START DATA SHOWN

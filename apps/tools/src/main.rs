use anyhow::{bail, Result};
use chrono::NaiveDate;
use clap::{Parser, Subcommand};
use curation::{PaginationEngine, PaginationOptions, RankedList};
use shared::{
    domain::{CollectionKind, MovieId, NewMovie},
    protocol::PageToken,
};
use storage::Storage;
use tracing::info;
use tracing_subscriber::EnvFilter;

#[derive(Parser, Debug)]
struct Cli {
    #[arg(long, default_value = "sqlite://./data/fcinema.db")]
    database_url: String,
    #[command(subcommand)]
    command: Command,
}

#[derive(Subcommand, Debug)]
enum Command {
    AddMovie {
        title: String,
        #[arg(long)]
        duration: i64,
        #[arg(long)]
        genre: Option<String>,
        /// YYYY-MM-DD
        #[arg(long)]
        release_date: Option<NaiveDate>,
    },
    ListMovies {
        #[arg(long, default_value_t = 1)]
        page: i64,
        #[arg(long, default_value_t = 10)]
        page_size: i64,
        #[arg(long, default_value_t = 5)]
        max_visible_pages: usize,
    },
    ShowCollection {
        kind: CollectionKind,
    },
    /// Replaces a collection with the given movies, ranked in argument order.
    RankCollection {
        kind: CollectionKind,
        movie_ids: Vec<i64>,
    },
    RemoveMovie {
        movie_id: i64,
    },
}

#[tokio::main]
async fn main() -> Result<()> {
    tracing_subscriber::fmt()
        .with_env_filter(EnvFilter::try_from_default_env().unwrap_or_else(|_| EnvFilter::new("warn")))
        .init();

    let cli = Cli::parse();
    let storage = Storage::new(&cli.database_url).await?;

    match cli.command {
        Command::AddMovie {
            title,
            duration,
            genre,
            release_date,
        } => {
            let movie = storage
                .create_movie(&NewMovie {
                    title,
                    genre,
                    duration_minutes: duration,
                    release_date,
                })
                .await?;
            println!("created movie_id={}", movie.movie_id);
        }
        Command::ListMovies {
            page,
            page_size,
            max_visible_pages,
        } => {
            let total_count = storage.count_movies().await?;
            let engine = PaginationEngine::new(
                PaginationOptions::new(total_count, page_size)
                    .initial_page(page)
                    .max_visible_pages(max_visible_pages),
            )?;
            let movies = storage
                .list_movies(engine.start_index(), engine.page_size())
                .await?;
            for movie in &movies {
                println!(
                    "{:>6}  {:<40} {:>4} min  {}",
                    movie.movie_id.0,
                    movie.title,
                    movie.duration_minutes,
                    movie.genre.as_deref().unwrap_or("-")
                );
            }
            println!(
                "{}  (page {} of {}, {} movies)",
                render_strip(&engine.visible_pages(), engine.current_page()),
                engine.current_page(),
                engine.total_pages(),
                engine.total_count()
            );
        }
        Command::ShowCollection { kind } => {
            let entries = storage.load_collection(kind).await?;
            if entries.is_empty() {
                println!("{kind} is empty");
            }
            for entry in entries {
                println!(
                    "{:>3}. {} (movie_id={})",
                    entry.rank, entry.movie.title, entry.movie.movie_id
                );
            }
        }
        Command::RankCollection { kind, movie_ids } => {
            let list = RankedList::from_items(movie_ids.into_iter().map(MovieId))?;
            let ordered = list.to_ordered();
            let ids: Vec<MovieId> = ordered.iter().map(|item| item.id).collect();
            let missing = storage.missing_movies(&ids).await?;
            if !missing.is_empty() {
                bail!("unknown movie ids: {missing:?}");
            }
            storage.replace_collection(kind, &ordered).await?;
            info!(%kind, items = ordered.len(), "collection replaced");
            println!("ranked {} movies in {kind}", ordered.len());
        }
        Command::RemoveMovie { movie_id } => {
            if !storage.delete_movie(MovieId(movie_id)).await? {
                bail!("movie_id={movie_id} not found");
            }
            println!("removed movie_id={movie_id}");
        }
    }

    Ok(())
}

/// `1 … 4 [5] 6 … 10`: the current page is bracketed.
fn render_strip(tokens: &[PageToken], current_page: i64) -> String {
    tokens
        .iter()
        .map(|token| match token {
            PageToken::Page(page) if *page == current_page => format!("[{page}]"),
            PageToken::Page(page) => page.to_string(),
            PageToken::Ellipsis => "…".to_string(),
        })
        .collect::<Vec<_>>()
        .join(" ")
}

#[cfg(test)]
#[path = "tests/main_tests.rs"]
mod tests;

END DATA SHOWN

Look above for every line with the word "RemoveMovie" and copy it.

TASK RESULT:
    RemoveMovie {
        Command::RemoveMovie { movie_id } => {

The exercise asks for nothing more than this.